AS PALAVRAS TRAEM-NOS


Há tempos, há atrasado, como diz a minha amiga IA, num lindo e calmo linguarejar nortenho, meti um amigo em trabalhos. Aliás, ele é que se deixou meter. Convenci-o, facilmente, diga-se em abono da verdade, a participar num concurso de poesia que decorreu ao longo de dez semanas. Só que o meu amigo, independentemente da sua atividade no âmbito da escrita, já estava mergulhado de corpo e alma num outro trabalho de grande responsabilidade, a concluir até final de dezembro. O tempo de que dispunha era pouco.
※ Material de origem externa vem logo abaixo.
//! Retention predicates deciding which observations reach the medium and
//! long tiers.

use crate::vector::cosine_similarity;
use strata_core::memory::MemoryItem;

/// Words that mark an observation as file- or task-related.
const SIGNIFICANT_KEYWORDS: &[&str] = &[
    "file", "files", "upload", "uploaded", "attached", "attachment", "document", "pdf",
    "spreadsheet", "image", "task", "tasks", "todo", "deadline", "remind", "remember",
    "project", "plan",
];

/// Tags that make an observation significant regardless of content.
const SIGNIFICANT_TAGS: &[&str] = &["file", "task"];

/// Decides tier membership for new observations.
///
/// The long-tier decision is split in two so callers can skip the embedding
/// call entirely when the cheap checks already reject a candidate.
pub trait RetentionPolicy: Send + Sync {
    /// Whether an observation belongs in the medium tier.
    fn is_significant(&self, content: &str, tags: &[String]) -> bool;

    /// Checks that run before embedding: size and exact duplicates.
    fn is_long_candidate(&self, content: &str, content_hash: &str, existing_long: &[MemoryItem]) -> bool;

    /// Checks that need the candidate's embedding: near duplicates.
    fn is_redundant(&self, embedding: &[f32], existing_long: &[MemoryItem]) -> bool;

    /// Full persistence-worthy predicate.
    fn is_persistence_worthy(
        &self,
        content: &str,
        content_hash: &str,
        embedding: &[f32],
        existing_long: &[MemoryItem],
    ) -> bool {
        self.is_long_candidate(content, content_hash, existing_long)
            && !self.is_redundant(embedding, existing_long)
    }
}

/// Length, keyword and similarity thresholds.
#[derive(Debug, Clone)]
pub struct HeuristicRetention {
    pub significance_min_chars: usize,
    pub persistence_min_chars: usize,
    pub redundancy_threshold: f32,
}

impl Default for HeuristicRetention {
    fn default() -> Self {
        Self {
            significance_min_chars: 40,
            persistence_min_chars: 80,
            redundancy_threshold: 0.95,
        }
    }
}

impl RetentionPolicy for HeuristicRetention {
    fn is_significant(&self, content: &str, tags: &[String]) -> bool {
        let content = content.trim();
        if content.chars().count() >= self.significance_min_chars {
            return true;
        }
        if tags.iter().any(|t| SIGNIFICANT_TAGS.contains(&t.as_str())) {
            return true;
        }
        content
            .split(|c: char| !c.is_alphanumeric())
            .any(|w| SIGNIFICANT_KEYWORDS.contains(&w.to_lowercase().as_str()))
    }

    fn is_long_candidate(&self, content: &str, content_hash: &str, existing_long: &[MemoryItem]) -> bool {
        content.trim().chars().count() >= self.persistence_min_chars
            && !existing_long.iter().any(|i| i.content_hash == content_hash)
    }

    fn is_redundant(&self, embedding: &[f32], existing_long: &[MemoryItem]) -> bool {
        existing_long.iter().any(|i| {
            i.embedding
                .as_deref()
                .is_some_and(|e| cosine_similarity(e, embedding) >= self.redundancy_threshold)
        })
    }
}

#[cfg(test)]
mod tests {
    use super::*;
    use chrono::Utc;
    use strata_core::memory::MemoryTier;

    fn long(hash: &str, embedding: Vec<f32>) -> MemoryItem {
        MemoryItem {
            id: hash.into(),
            owner_id: "alice".into(),
            session_id: None,
            tier: MemoryTier::Long,
            content: "x".into(),
            content_hash: hash.into(),
            tags: vec![],
            embedding: Some(embedding),
            embedding_space: Some("test".into()),
            relevance_score: 0.0,
            access_count: 0,
            created_at: Utc::now(),
            last_accessed_at: Utc::now(),
            expires_at: None,
        }
    }

    #[test]
    fn short_small_talk_is_not_significant() {
        let policy = HeuristicRetention::default();
        assert!(!policy.is_significant("hi there", &[]));
        assert!(!policy.is_significant("thanks!", &["turn".into()]));
    }

    #[test]
    fn significance_by_length_tag_or_keyword() {
        let policy = HeuristicRetention::default();
        assert!(policy.is_significant(&"a".repeat(40), &[]));
        assert!(policy.is_significant("ok", &["file".into()]));
        assert!(policy.is_significant("see the PDF", &[]));
        assert!(policy.is_significant("add a todo", &[]));
    }

    #[test]
    fn long_candidate_requires_length_and_new_hash() {
        let policy = HeuristicRetention::default();
        let content = "b".repeat(80);
        assert!(policy.is_long_candidate(&content, "h1", &[]));
        assert!(!policy.is_long_candidate("too short", "h1", &[]));
        assert!(!policy.is_long_candidate(&content, "h1", &[long("h1", vec![1.0])]));
    }

    #[test]
    fn near_duplicate_embedding_is_redundant() {
        let policy = HeuristicRetention::default();
        let existing = [long("h1", vec![1.0, 0.0])];
        assert!(policy.is_redundant(&[0.99, 0.01], &existing));
        assert!(!policy.is_redundant(&[0.0, 1.0], &existing));
        assert!(policy.is_persistence_worthy(&"c".repeat(90), "h2", &[0.0, 1.0], &existing));
    }
}
//! Error types for the Strata domain.
//!
//! Uses `thiserror` for ergonomic error definitions.
//! Each bounded context has its own error variant.

use thiserror::Error;

/// The top-level error type for all Strata operations.
#[derive(Debug, Error)]
pub enum Error {
    // --- Provider errors ---
    #[error("Provider error: {0}")]
    Provider(#[from] ProviderError),

    // --- Memory errors ---
    #[error("Memory error: {0}")]
    Memory(#[from] MemoryError),

    // --- Context assembly errors ---
    #[error("Context error: {0}")]
    Context(#[from] ContextError),

    // --- Generation errors ---
    #[error("Generation error: {0}")]
    Generation(#[from] GenerationError),

    // --- Session errors ---
    #[error("Session '{session_id}' belongs to user '{owner}', not '{user_id}'")]
    SessionOwnership {
        session_id: String,
        owner: String,
        user_id: String,
    },

    // --- Configuration errors ---
    #[error("Configuration error: {message}")]
    Config { message: String },

    // --- Serialization ---
    #[error("Serialization error: {0}")]
    Serialization(#[from] serde_json::Error),

    // --- Generic ---
    #[error("Internal error: {0}")]
    Internal(String),
}

/// Result type alias using our Error.
pub type Result<T> = std::result::Result<T, Error>;

// --- Bounded context errors ---

/// Failures reported by an external model or embedding backend.
#[derive(Debug, Clone, Error)]
pub enum ProviderError {
    #[error("API request failed: {message} (status: {status_code})")]
    ApiError {
        status_code: u16,
        message: String,
    },

    #[error("Rate limited by provider, retry after {retry_after_secs}s")]
    RateLimited { retry_after_secs: u64 },

    #[error("Authentication failed: {0}")]
    AuthenticationFailed(String),

    #[error("Model not found: {0}")]
    ModelNotFound(String),

    #[error("Provider not configured: {0}")]
    NotConfigured(String),

    #[error("Request timed out: {0}")]
    Timeout(String),

    #[error("Network error: {0}")]
    Network(String),

    #[error("Invalid embedding from {provider}: {reason}")]
    InvalidEmbedding { provider: String, reason: String },
}

#[derive(Debug, Error)]
pub enum MemoryError {
    #[error("Storage error: {0}")]
    Storage(String),

    #[error("Query failed: {0}")]
    QueryFailed(String),

    #[error("Embedding generation failed: {0}")]
    EmbeddingFailed(String),

    #[error("Memory item not found: {0}")]
    NotFound(String),

    #[error("Cannot promote {id}: {reason}")]
    PromotionRejected { id: String, reason: String },
}

/// Errors raised while assembling or optimizing a context window.
#[derive(Debug, Clone, Error)]
pub enum ContextError {
    /// Mandatory layers alone do not fit the configured budget.
    #[error(
        "Token budget infeasible: mandatory layers need at least {required} tokens, budget is {budget}"
    )]
    BudgetInfeasible { required: usize, budget: usize },

    #[error("Unknown layer id: {0} (expected 1..=11)")]
    UnknownLayer(u8),

    #[error("Context window invariant violated: {0}")]
    InvariantViolated(String),

    #[error("No context window has been assembled for session {0}")]
    NoWindow(String),
}

/// Errors surfaced to the caller when a reply could not be produced.
#[derive(Debug, Clone, Error)]
pub enum GenerationError {
    /// The generation backend failed; the caller should retry later.
    #[error("Generation backend unavailable ({provider}): {source}")]
    Unavailable {
        provider: String,
        #[source]
        source: ProviderError,
    },

    #[error("No provider registered for model '{0}'")]
    NoProvider(String),
}

#[cfg(test)]
mod tests {
    use super::*;

    #[test]
    fn provider_error_displays_correctly() {
        let err = Error::Provider(ProviderError::ApiError {
            status_code: 429,
            message: "Too many requests".into(),
        });
        assert!(err.to_string().contains("429"));
        assert!(err.to_string().contains("Too many requests"));
    }

    #[test]
    fn budget_infeasible_mentions_both_sizes() {
        let err = Error::Context(ContextError::BudgetInfeasible {
            required: 120,
            budget: 50,
        });
        let msg = err.to_string();
        assert!(msg.contains("120"));
        assert!(msg.contains("50"));
    }

    #[test]
    fn generation_unavailable_keeps_provider_source() {
        let err = GenerationError::Unavailable {
            provider: "anthropic".into(),
            source: ProviderError::Network("connection refused".into()),
        };
        let msg = err.to_string();
        assert!(msg.contains("anthropic"));
        assert!(msg.contains("connection refused"));
    }
}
O meu amigo é um purista da língua, na linha de Vasco Graça Moura com um leve toque do surrealismo de O’Neil, embora garanta que tendo começado por ser neorrealista, hoje escreve livre de tendências e escolas. É também um contemplativo. A sua poesia tem um refinado sabor a serenidade. Usa preferencialmente os verbos no passado. E eu leio-o e sinto a confortável sensação de me debruçar na janela, numa tarde amena, admirar os dias que já foram, saboreando minuto a minuto aquilo que vivi; ou que me sentei à beira do regato a vê-lo, não fluir para a foz, mas alongando o olhar no sentido da nascente. O tempo parou e eu rebobino a vida, com a doce sensação de quem come un petit gâteau  e quando este  chega ao fim, tem hipótese de voltar ao princípio para voltar a saborear o mesmo petit gateau e usufruir o mesmo paladar, vezes sem conta, até se saciar da ternura da vida.

Durante o concurso, os temas sobre que se deveria escrever, eram sugeridos semana a semana e o poema urdido deveria ser enviado, obrigatoriamente, até às zero horas de domingo. Numa qualquer semana, o poema, sempre até às vinte e cinco linhas, teria de conter cinco vezes a palavra “toque”. O meu amigo escreveu um desencadear lindo de versos, que me pediu que lesse em primeira mão. Falava de tempo e da espera da amada, certo de que ela vinha e ia sonhando, acariciando a textura dos lençóis onde se deitara, os passos que quebrariam o silêncio da tarde, pisando o saibro do caminho. E no suave encantamento das palavras quase se conseguia ouvir o pensamento do poeta, até ao último verso que, devendo conter toda a intensidade poética do poema, resultara frouxo.

“Não precisas de esperar. Adivinha-se que tens a amada junto a ti.” Escrevera eu no email de resposta, onde dei a sugestão de alteração. E de facto o meu amigo vive uma relação calma e harmoniosa há alguns anos. Isso estava ali, claramente expresso no último verso daquele poema.

Por essa altura, eu andava muito triste, tinha morrido a minha madrinha de casamento, que mais do que isso fora um dos fortes pilares do templo onde me acoitei enquanto crescia e nem sei se na cabeça, se no coração, ou mesmo nos dois lados, era Saúl Dias que me lembrava:

Havia
na minha rua
uma árvore triste.

Quebrou-a o vento.

Ficou tombada,
dias e dias,
sem um lamento.

(Assim fiquei quando partiste...)

E o último verso, contendo tão elevada carga poética, que sem ele nem haveria poema, trouxe-se me à lembrança o trabalho do amigo. “Até a minha sugestão é mole” – pensei.

Ia a caminho de Lisboa, a Rita estava doente e eu acelerava na autoestrada como já não fazia desde o acidente da Z.. Diminui o andamento e envie-lhe um sms com nova sugestão.

Ele ligou. “Quase não tiveste tempo de ler o sms… “ – comentei. Que não, que não tinha recebido nada. Fora por acaso que se verificara a sequência. Já em Lisboa percebi porquê. A mensagem não lhe fora endereçada. Como utilizo sms antigos para enviar mensagens mais rapidamente, escolhera um, carreguei em “responder”, só que não fora num dele e lá seguiu a recado para quem estava a seguir… A conduzir, nem reparara na troca.

Debatemos o assunto e o final terá (ou não) sido alterado… Nunca me preocupo em saber.

Posteriormente, de outra pessoa, recebi um sms: “Sim, eu sei como é difícil não pensar que sou uma sonsa dissimulada…”  Seguindo o mesmo tipo de raciocínio, pergunto: a quem lembraria escrever tal coisa?